(EXERCISE BRIEF):
Bring together every line in the data that includes "parts".
═════ GIVEN DATA
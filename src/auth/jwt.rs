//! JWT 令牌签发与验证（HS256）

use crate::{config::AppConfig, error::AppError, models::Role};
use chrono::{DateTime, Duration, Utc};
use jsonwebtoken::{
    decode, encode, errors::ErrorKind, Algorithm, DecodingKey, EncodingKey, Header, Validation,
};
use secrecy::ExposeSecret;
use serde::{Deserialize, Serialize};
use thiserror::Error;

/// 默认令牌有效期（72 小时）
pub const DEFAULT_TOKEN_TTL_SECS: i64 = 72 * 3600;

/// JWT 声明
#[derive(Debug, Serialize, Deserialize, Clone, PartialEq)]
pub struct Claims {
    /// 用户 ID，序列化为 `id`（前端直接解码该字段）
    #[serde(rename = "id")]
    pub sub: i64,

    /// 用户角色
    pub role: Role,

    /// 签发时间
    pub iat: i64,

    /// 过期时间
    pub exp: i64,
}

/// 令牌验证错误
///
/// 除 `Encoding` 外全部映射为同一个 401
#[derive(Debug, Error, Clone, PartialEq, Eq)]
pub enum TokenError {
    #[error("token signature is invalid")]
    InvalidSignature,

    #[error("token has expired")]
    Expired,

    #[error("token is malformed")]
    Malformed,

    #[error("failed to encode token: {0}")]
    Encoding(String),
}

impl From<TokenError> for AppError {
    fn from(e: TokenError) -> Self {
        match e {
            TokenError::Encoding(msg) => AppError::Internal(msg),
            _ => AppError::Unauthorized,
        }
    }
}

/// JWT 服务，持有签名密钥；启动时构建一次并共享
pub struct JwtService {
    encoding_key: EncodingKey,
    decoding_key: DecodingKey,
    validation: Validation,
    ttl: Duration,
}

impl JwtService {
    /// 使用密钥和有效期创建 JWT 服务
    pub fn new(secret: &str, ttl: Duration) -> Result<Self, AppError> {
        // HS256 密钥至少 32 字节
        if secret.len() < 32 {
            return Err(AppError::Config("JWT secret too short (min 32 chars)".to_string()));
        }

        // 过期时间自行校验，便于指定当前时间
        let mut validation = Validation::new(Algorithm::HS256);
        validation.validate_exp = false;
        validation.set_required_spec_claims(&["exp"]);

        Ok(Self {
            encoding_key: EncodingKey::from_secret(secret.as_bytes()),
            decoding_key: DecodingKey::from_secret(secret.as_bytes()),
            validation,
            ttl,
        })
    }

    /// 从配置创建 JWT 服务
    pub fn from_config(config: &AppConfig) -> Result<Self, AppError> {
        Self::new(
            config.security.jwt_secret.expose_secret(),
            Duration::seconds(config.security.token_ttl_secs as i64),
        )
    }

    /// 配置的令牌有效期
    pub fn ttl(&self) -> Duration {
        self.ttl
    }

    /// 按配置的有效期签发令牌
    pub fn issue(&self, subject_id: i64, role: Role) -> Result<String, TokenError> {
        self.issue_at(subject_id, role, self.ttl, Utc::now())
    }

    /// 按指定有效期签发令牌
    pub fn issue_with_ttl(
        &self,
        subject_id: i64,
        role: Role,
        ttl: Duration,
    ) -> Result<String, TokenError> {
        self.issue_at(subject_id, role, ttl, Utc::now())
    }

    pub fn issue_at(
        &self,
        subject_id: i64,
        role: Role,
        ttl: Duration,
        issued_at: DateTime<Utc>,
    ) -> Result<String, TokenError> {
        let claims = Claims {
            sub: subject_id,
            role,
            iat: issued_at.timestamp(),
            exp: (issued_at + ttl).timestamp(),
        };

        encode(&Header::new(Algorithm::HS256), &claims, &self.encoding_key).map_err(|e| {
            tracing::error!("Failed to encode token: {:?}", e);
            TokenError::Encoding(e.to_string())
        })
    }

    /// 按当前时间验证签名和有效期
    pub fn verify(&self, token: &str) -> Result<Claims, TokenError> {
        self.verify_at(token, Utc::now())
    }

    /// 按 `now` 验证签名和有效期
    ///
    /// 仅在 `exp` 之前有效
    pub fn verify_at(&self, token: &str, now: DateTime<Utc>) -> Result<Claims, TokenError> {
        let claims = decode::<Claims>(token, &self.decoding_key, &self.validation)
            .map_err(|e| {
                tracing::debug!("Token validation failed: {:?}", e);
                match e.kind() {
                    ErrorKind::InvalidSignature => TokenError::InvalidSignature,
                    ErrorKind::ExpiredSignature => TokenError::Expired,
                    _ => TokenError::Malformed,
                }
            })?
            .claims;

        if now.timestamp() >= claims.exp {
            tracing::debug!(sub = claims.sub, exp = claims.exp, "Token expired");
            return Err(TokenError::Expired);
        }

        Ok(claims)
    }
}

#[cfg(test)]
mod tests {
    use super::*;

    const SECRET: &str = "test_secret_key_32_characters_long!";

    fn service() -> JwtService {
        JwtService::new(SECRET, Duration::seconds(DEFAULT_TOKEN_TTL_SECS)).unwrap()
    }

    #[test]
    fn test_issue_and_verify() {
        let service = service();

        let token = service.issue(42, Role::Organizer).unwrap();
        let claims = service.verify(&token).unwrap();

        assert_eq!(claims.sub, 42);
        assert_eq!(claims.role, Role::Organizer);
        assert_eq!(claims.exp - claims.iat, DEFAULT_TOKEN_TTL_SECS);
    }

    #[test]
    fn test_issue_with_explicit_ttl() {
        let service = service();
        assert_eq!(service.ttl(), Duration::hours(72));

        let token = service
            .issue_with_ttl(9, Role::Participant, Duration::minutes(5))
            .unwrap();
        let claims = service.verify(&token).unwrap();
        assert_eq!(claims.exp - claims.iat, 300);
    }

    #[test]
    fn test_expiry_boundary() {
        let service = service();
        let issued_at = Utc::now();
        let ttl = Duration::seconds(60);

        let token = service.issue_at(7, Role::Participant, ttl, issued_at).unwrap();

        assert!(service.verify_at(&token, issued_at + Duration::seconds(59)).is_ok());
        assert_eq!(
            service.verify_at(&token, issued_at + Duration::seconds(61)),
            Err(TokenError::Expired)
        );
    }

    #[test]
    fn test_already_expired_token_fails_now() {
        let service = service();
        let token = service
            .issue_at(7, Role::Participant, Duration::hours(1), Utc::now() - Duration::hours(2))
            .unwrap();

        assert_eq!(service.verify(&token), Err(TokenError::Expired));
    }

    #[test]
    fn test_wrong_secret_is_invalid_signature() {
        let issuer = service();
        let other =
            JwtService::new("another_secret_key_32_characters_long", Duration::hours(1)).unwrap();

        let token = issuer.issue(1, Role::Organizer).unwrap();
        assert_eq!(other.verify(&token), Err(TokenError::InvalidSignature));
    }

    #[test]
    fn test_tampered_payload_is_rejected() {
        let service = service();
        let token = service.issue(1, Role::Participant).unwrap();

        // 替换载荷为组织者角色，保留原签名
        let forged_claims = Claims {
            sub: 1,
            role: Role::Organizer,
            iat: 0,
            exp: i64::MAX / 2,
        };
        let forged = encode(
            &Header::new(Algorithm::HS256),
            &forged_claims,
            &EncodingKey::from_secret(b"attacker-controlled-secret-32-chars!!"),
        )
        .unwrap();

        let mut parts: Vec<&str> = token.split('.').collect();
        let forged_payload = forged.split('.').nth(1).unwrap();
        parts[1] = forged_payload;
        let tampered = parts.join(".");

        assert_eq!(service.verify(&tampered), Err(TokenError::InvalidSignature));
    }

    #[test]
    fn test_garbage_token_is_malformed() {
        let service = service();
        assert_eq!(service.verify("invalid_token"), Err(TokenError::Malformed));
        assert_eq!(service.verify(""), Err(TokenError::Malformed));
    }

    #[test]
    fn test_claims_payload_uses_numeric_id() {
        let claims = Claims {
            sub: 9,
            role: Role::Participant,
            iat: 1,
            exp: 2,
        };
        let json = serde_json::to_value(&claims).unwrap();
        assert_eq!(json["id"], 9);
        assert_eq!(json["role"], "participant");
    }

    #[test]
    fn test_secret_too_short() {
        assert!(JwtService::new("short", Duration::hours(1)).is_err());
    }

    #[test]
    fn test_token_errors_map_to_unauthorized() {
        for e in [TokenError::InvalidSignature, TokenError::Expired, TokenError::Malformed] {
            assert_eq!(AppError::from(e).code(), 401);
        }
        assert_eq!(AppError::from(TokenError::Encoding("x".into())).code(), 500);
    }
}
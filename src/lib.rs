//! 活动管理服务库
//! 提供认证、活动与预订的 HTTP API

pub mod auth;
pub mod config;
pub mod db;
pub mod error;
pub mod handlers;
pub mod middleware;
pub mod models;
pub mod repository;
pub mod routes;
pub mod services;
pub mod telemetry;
══════════
(RESULT OF THIS TASK):
        let mut parts: Vec<&str> = token.split('.').collect();
        parts[1] = forged_payload;
        let tampered = parts.join(".");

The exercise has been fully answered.